By Curmudgeon
Ms. R. Walsh has an interesting column up at the Salt Lake Tribune site. It compares Ponzi schemers Madoff and Southwick and finds a common element in their skulduggery:
But the men -- one convicted and the other accused of being a con artist -- had one thing in common. They recruited those they knew. It's the predictable stuff of a Ponzi scheme. What's unexpected are the social and psychological similarities between their bicoastal marks -- Utah Mormons and East Coast Jews. A sense of being special led both groups to fall for the oldest trick in the book.Walsh's piece goes on to discuss some characteristics of Utah that she thinks make it a particularly fertile field for Ponzi schemers, and especially for those who hunt out their co-religionists as marks.
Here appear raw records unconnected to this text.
//! Region outlines on the unit square.
//!
//! Rectangles are cut at the equator and at the quadrant meridians so every
//! piece stays inside one projection sector. Circles are sampled along
//! bearings, with an extra vertex wherever the boundary changes sector, and
//! split into one outline per hemisphere when they cross the equator.

use crate::config::Config;
use crate::error::{GeocellError, Result};
use crate::projection::{Hemisphere, QUADRANT_BOUNDARIES, Sector, project_in};
use crate::sphere::{EARTH_RADIUS, destination, haversine};
use crate::types::{Point2D, SpatialPoint, SpatialRect};
use smallvec::SmallVec;
use std::f64::consts::PI;

const RAD_TO_DEG: f64 = 180.0 / PI;

/// Rectangle parallels get at least this many intermediate points (odd).
const MIN_PARALLEL_POINTS: usize = 3;
/// Circle vertex counts are multiples of this.
const CIRCLE_POINTS_STEP: usize = 32;

/// A part of a covered region.
#[derive(Debug, Clone, PartialEq)]
pub enum Piece {
    /// Even-odd rings on the unit square; rows limited to one hemisphere when set.
    Outline {
        rings: Vec<Vec<Point2D>>,
        hemisphere: Option<Hemisphere>,
    },
    /// A whole hemisphere.
    Hemisphere(Hemisphere),
}

impl Piece {
    fn outline(ring: Vec<Point2D>, hemisphere: Hemisphere) -> Self {
        Piece::Outline {
            rings: vec![ring],
            hemisphere: Some(hemisphere),
        }
    }
}

/// Border of a hemisphere's half of the square.
pub fn hemisphere_outline(h: Hemisphere) -> Vec<Point2D> {
    let (y0, y1) = match h {
        Hemisphere::North => (0.5, 1.0),
        Hemisphere::South => (0.0, 0.5),
    };
    vec![
        Point2D::new(0.0, y0),
        Point2D::new(1.0, y0),
        Point2D::new(1.0, y1),
        Point2D::new(0.0, y1),
    ]
}

/// Eastward `(start, end)` offsets from `min_lon`, cut at the quadrant meridians.
fn sector_spans(rc: &SpatialRect) -> SmallVec<[(f64, f64); 5]> {
    let width = rc.lon_width();
    let mut cuts: SmallVec<[f64; 4]> = QUADRANT_BOUNDARIES
        .iter()
        .map(|b| (b - rc.min_lon).rem_euclid(360.0))
        .filter(|&o| o > 0.0 && o < width)
        .collect();
    cuts.sort_by(|a, b| a.total_cmp(b));
    let mut spans = SmallVec::new();
    let mut start = 0.0;
    for cut in cuts {
        spans.push((start, cut));
        start = cut;
    }
    spans.push((start, width));
    spans
}

/// Walk a parallel from offset `a` to `b`, both ends included.
fn push_parallel(
    out: &mut Vec<Point2D>,
    lat: f64,
    min_lon: f64,
    (a, b): (f64, f64),
    h: Hemisphere,
    segment_meters: f64,
) {
    let at = |off: f64| SpatialPoint::new(lat, SpatialPoint::norm_longitude(min_lon + off));
    let dist = haversine(&at(a), &at(b));
    let extra = if segment_meters > 0.0 {
        (dist / segment_meters) as usize * 2
    } else {
        0
    };
    let num = MIN_PARALLEL_POINTS + extra;
    let step = (b - a) / (num + 1) as f64;
    for i in 0..=num + 1 {
        out.push(project_in(&at(a + step * i as f64), h));
    }
}

/// Outlines of a valid, non-null rectangle.
pub fn rect_pieces(rc: &SpatialRect, config: &Config) -> Vec<Piece> {
    let mut bands: SmallVec<[(f64, f64); 2]> = SmallVec::new();
    if rc.cross_equator() {
        bands.push((0.0, rc.max_lat));
        bands.push((rc.min_lat, 0.0));
    } else {
        bands.push((rc.min_lat, rc.max_lat));
    }
    let mut pieces = Vec::new();
    for (lo, hi) in bands {
        if !(lo < hi) {
            continue;
        }
        let h = Hemisphere::of_latitude((lo + hi) / 2.0);
        let touches_equator = lo == 0.0 || hi == 0.0;
        let reaches_pole = lo <= -90.0 || hi >= 90.0;
        if rc.is_full_longitude() && touches_equator && reaches_pole {
            pieces.push(Piece::Hemisphere(h));
            continue;
        }
        for span in sector_spans(rc) {
            let mut ring = Vec::new();
            push_parallel(&mut ring, lo, rc.min_lon, span, h, config.segment_meters);
            push_parallel(&mut ring, hi, rc.min_lon, (span.1, span.0), h, config.segment_meters);
            pieces.push(Piece::outline(ring, h));
        }
    }
    pieces
}

/// A circle boundary vertex.
#[derive(Debug, Clone, Copy)]
struct Sample {
    point: SpatialPoint,
    sector: Sector,
    /// Inserted where the boundary crosses the equator.
    equator: bool,
}

struct Circle<'c> {
    center: SpatialPoint,
    radius: f64,
    config: &'c Config,
}

impl Circle<'_> {
    fn at(&self, bearing: f64) -> SpatialPoint {
        destination(&self.center, self.radius, bearing)
    }

    /// Boundary point between bearings `lo` (in `from`) and `hi` (in `to`).
    fn sector_change(&self, mut lo: f64, mut hi: f64, from: Sector, to: Sector) -> Sample {
        let equator = from.hemisphere != to.hemisphere;
        let same_side = |p: &SpatialPoint| {
            let s = Sector::of(p);
            if equator {
                s.hemisphere == from.hemisphere
            } else {
                s == from
            }
        };
        for _ in 0..self.config.bisection_iterations {
            if haversine(&self.at(lo), &self.at(hi)) < self.config.bisection_tolerance_meters {
                break;
            }
            let mid = (lo + hi) / 2.0;
            if same_side(&self.at(mid)) {
                lo = mid;
            } else {
                hi = mid;
            }
        }
        let mut point = self.at((lo + hi) / 2.0);
        if equator {
            point.latitude = 0.0;
        }
        Sample {
            point,
            sector: from,
            equator,
        }
    }

    fn samples(&self) -> Vec<Sample> {
        let deg = RAD_TO_DEG * self.radius / EARTH_RADIUS;
        let per_degree = self.config.circle_points_per_degree.max(1) as f64;
        let steps = ((deg * per_degree / CIRCLE_POINTS_STEP as f64).ceil() as usize).max(1);
        let num = steps * CIRCLE_POINTS_STEP;
        let bx = 360.0 / num as f64;

        let first = self.at(0.0);
        let mut ring = Vec::with_capacity(num + 8);
        ring.push(Sample {
            point: first,
            sector: Sector::of(&first),
            equator: false,
        });
        let (mut prev_bearing, mut prev_sector) = (0.0, Sector::of(&first));
        for i in 1..=num {
            let bearing = bx * i as f64;
            let point = if i == num { first } else { self.at(bearing) };
            let sector = Sector::of(&point);
            if sector != prev_sector {
                ring.push(self.sector_change(prev_bearing, bearing, prev_sector, sector));
            }
            if i < num {
                ring.push(Sample {
                    point,
                    sector,
                    equator: false,
                });
            }
            prev_bearing = bearing;
            prev_sector = sector;
        }
        ring
    }
}

fn project_run<'a>(run: impl IntoIterator<Item = &'a Sample>, h: Hemisphere) -> Vec<Point2D> {
    run.into_iter().map(|s| project_in(&s.point, h)).collect()
}

/// Close a hemisphere run along the equator from `from_lon` to `to_lon`,
/// the way that passes `center_lon`, adding the square's corners on the way.
fn push_equator_path(
    out: &mut Vec<Point2D>,
    from_lon: f64,
    to_lon: f64,
    center_lon: f64,
    h: Hemisphere,
) {
    let off = |lon: f64| SpatialPoint::norm_longitude(lon - center_lon);
    let (a, b) = (off(from_lon), off(to_lon));
    let mut corners: SmallVec<[f64; 4]> = QUADRANT_BOUNDARIES
        .iter()
        .map(|&c| off(c))
        .filter(|&o| (o - a) * (o - b) < 0.0)
        .collect();
    if a < b {
        corners.sort_by(|x, y| x.total_cmp(y));
    } else {
        corners.sort_by(|x, y| y.total_cmp(x));
    }
    for o in corners {
        let p = SpatialPoint::new(0.0, SpatialPoint::norm_longitude(center_lon + o));
        out.push(project_in(&p, h));
    }
}

/// Outlines of a circle with `0 < radius < π·R` around a valid center.
pub fn circle_pieces(center: &SpatialPoint, radius: f64, config: &Config) -> Result<Vec<Piece>> {
    if !radius.is_finite() {
        return Err(GeocellError::invalid(format!("radius {} is not finite", radius)));
    }
    if !center.is_valid() {
        return Err(GeocellError::invalid(format!(
            "circle center ({}, {}) out of range",
            center.latitude, center.longitude
        )));
    }
    if radius >= PI * EARTH_RADIUS {
        return Ok(vec![
            Piece::Hemisphere(Hemisphere::North),
            Piece::Hemisphere(Hemisphere::South),
        ]);
    }
    if center.is_pole() {
        // A polar cap is a latitude band.
        let deg = RAD_TO_DEG * radius / EARTH_RADIUS;
        let rc = if center.latitude > 0.0 {
            SpatialRect::new(90.0 - deg, -180.0, 90.0, 180.0)
        } else {
            SpatialRect::new(-90.0, -180.0, deg - 90.0, 180.0)
        };
        return Ok(rect_pieces(&rc, config));
    }

    let circle = Circle {
        center: *center,
        radius,
        config,
    };
    let ring = circle.samples();
    let crossings: SmallVec<[usize; 2]> = ring
        .iter()
        .enumerate()
        .filter(|(_, s)| s.equator)
        .map(|(i, _)| i)
        .collect();
    let hc = Hemisphere::of_latitude(center.latitude);

    match crossings.as_slice() {
        [] => {
            let hb = ring[0].sector.hemisphere;
            let outline = project_run(&ring, hb);
            if hb == hc {
                Ok(vec![Piece::outline(outline, hb)])
            } else {
                // The cap swallows the center's hemisphere; the ring bounds a hole in the other.
                Ok(vec![
                    Piece::Hemisphere(hc),
                    Piece::Outline {
                        rings: vec![hemisphere_outline(hb), outline],
                        hemisphere: Some(hb),
                    },
                ])
            }
        }
        &[a, b] => {
            let first_run: Vec<&Sample> = ring[a..=b].iter().collect();
            let second_run: Vec<&Sample> = ring[b..].iter().chain(&ring[..=a]).collect();
            let mut pieces = Vec::with_capacity(2);
            for run in [first_run, second_run] {
                let (Some(start), Some(end), Some(inner)) = (run.first(), run.last(), run.get(1))
                else {
                    continue;
                };
                if inner.equator {
                    continue;
                }
                let h = inner.sector.hemisphere;
                let mut outline = project_run(run.iter().copied(), h);
                push_equator_path(
                    &mut outline,
                    end.point.longitude,
                    start.point.longitude,
                    center.longitude,
                    h,
                );
                pieces.push(Piece::outline(outline, h));
            }
            Ok(pieces)
        }
        other => {
            log::warn!(
                "circle boundary crosses the equator {} times, covering the globe",
                other.len()
            );
            Ok(vec![
                Piece::Hemisphere(Hemisphere::North),
                Piece::Hemisphere(Hemisphere::South),
            ])
        }
    }
}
Madoff found investors at the exclusive Palm Beach Country Club. Southwick found his at church. Madoff's victims paid the club's pricey fees for the chance to brush with the investment whiz and his proxies. Southwick used current and former Mormon bishops and kept a photo of his family with LDS Church President Thomas S. Monson in his office....
More than taking advantage of proximity, Madoff and Southwick plied a unique knowledge of their clients' culture and armchair psychology to get greed to kick in.... Southwick's subscribed to Utah's twist on Calvinism: Riches must be proof of righteousness.